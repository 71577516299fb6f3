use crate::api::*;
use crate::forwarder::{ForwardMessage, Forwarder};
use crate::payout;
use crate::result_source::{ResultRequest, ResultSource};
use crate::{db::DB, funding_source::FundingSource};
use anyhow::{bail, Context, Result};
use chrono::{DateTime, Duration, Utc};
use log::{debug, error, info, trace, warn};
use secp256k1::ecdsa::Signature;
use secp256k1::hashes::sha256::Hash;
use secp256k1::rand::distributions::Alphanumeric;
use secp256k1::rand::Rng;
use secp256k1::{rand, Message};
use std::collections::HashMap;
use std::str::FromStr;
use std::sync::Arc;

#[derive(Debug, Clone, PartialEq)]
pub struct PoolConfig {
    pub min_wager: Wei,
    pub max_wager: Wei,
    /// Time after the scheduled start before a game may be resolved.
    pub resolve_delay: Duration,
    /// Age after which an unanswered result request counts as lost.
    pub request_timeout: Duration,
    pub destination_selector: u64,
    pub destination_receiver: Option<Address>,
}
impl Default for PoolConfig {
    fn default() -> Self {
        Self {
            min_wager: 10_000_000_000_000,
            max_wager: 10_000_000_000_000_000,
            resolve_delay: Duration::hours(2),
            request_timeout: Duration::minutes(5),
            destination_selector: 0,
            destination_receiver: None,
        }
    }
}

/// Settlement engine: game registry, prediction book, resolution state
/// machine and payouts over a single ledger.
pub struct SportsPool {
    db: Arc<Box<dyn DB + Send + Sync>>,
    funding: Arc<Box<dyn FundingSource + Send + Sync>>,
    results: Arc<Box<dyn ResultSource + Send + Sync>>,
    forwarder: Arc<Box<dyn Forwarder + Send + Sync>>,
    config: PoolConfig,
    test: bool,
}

* * * * *

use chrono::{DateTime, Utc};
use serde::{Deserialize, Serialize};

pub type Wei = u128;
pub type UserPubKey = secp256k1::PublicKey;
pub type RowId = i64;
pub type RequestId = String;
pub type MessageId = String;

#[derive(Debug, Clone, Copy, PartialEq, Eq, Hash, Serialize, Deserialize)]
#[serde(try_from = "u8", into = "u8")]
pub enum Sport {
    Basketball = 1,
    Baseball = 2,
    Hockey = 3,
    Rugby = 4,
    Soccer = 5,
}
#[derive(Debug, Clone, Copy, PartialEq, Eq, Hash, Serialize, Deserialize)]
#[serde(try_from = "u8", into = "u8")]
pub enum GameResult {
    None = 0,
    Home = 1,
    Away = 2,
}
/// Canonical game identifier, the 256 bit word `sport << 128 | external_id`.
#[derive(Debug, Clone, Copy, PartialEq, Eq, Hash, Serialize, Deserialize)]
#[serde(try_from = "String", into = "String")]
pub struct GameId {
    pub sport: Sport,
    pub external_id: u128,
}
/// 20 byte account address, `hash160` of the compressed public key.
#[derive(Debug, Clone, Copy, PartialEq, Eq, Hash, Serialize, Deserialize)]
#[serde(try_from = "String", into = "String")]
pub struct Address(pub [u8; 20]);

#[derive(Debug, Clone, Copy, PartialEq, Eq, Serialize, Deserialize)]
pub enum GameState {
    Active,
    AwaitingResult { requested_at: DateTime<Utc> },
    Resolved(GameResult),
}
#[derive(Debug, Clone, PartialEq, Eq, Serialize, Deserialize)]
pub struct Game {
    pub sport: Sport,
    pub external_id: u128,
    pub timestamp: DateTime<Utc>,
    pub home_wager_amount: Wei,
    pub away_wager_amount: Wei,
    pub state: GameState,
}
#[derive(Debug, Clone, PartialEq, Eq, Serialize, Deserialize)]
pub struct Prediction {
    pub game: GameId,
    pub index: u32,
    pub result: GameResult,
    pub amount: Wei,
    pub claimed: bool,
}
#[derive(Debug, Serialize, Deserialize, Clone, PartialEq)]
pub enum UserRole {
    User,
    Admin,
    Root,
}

* * * * *

## Assignment
When a line in the material above includes "after", report that line by copying it.

## Task output
    /// Time after the scheduled start before a game may be resolved.
    /// Age after which an unanswered result request counts as lost.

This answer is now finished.